AUTHOR=du Plessis Stefan , Bekker Minke , Buckle Chanelle , Vink Matthijs , Seedat Soraya , Bardien Soraya , Carr Jonathan , Abrahams Shameemah TITLE=Association Between a Variable Number Tandem Repeat Polymorphism Within the DAT1 Gene and the Mesolimbic Pathway in Parkinson's Disease JOURNAL=Frontiers in Neurology VOLUME=11 YEAR=2020 URL=https://www.frontiersin.org/journals/neurology/articles/10.3389/fneur.2020.00982 DOI=10.3389/fneur.2020.00982 ISSN=1664-2295 ABSTRACT=

The loss of ventral striatal dopaminergic neurons in Parkinson's disease (PD) predicts an impact on the reward system. The ventrostriatal system is involved in motivational processing and its dysfunction may be related to non-motor symptoms such as depression and apathy. We previously documented that patients with PD had blunted Blood Oxygen Level Dependent functional magnetic resonance imaging (BOLD fMRI) reward task related activity during both reward anticipation (i.e., in the ventral striatum) and reward outcome (i.e., in the orbitofrontal cortex). Evidence for the modulation of brain function by dopaminergic genes in PD is limited. Genes implicated in dopamine transmission, such as the dopamine transporter gene (DAT1) may influence the clinical heterogeneity seen in PD, including reward processing. This study therefore sought to determine whether genetic differences in the DAT gene are associated with brain activity associated with response to reward in PD patients and controls. A sample of PD cases on treatment (n = 15) and non-PD controls (n = 30) from an ethnic group unique to South Africa were genotyped. We found a three-way interaction between GENOTYPE × BOLD fMRI REWARD × DIAGNOSIS [F(1, 40) = 4.666, p = 0.037, partial η2 = 0.104]. PD patients with the DAT1 homozygous 10/10 repeat genotype showed a relative decrease in orbitofrontal cortex reward outcome related activity compared to the patient group who did not have this repeat.
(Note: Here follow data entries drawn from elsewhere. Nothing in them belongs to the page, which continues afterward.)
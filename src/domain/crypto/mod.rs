//! Foundational cryptographic domain types.
//!
//! Provides strongly-typed wrappers for cryptographic artifacts:
//! - SHA-256 digest values with size validation
//! - Signing credentials opened from PKCS#12 bundles

mod cert;
mod digest_bytes;

pub use cert::SigningCredential;
pub use digest_bytes::{Sha256Digest, SHA256_LEN};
PD patients with other genotypes showed an expected increase in orbitofrontal cortex reward outcome related activity compared to controls. Given the small sample size of the PD group with the 10/10 repeat, these results should be considered preliminary. Nevertheless, these preliminary findings highlight the potential modulation of dopamine transporter polymorphisms on orbitofrontal reward system activity in PD and highlight the need for further studies.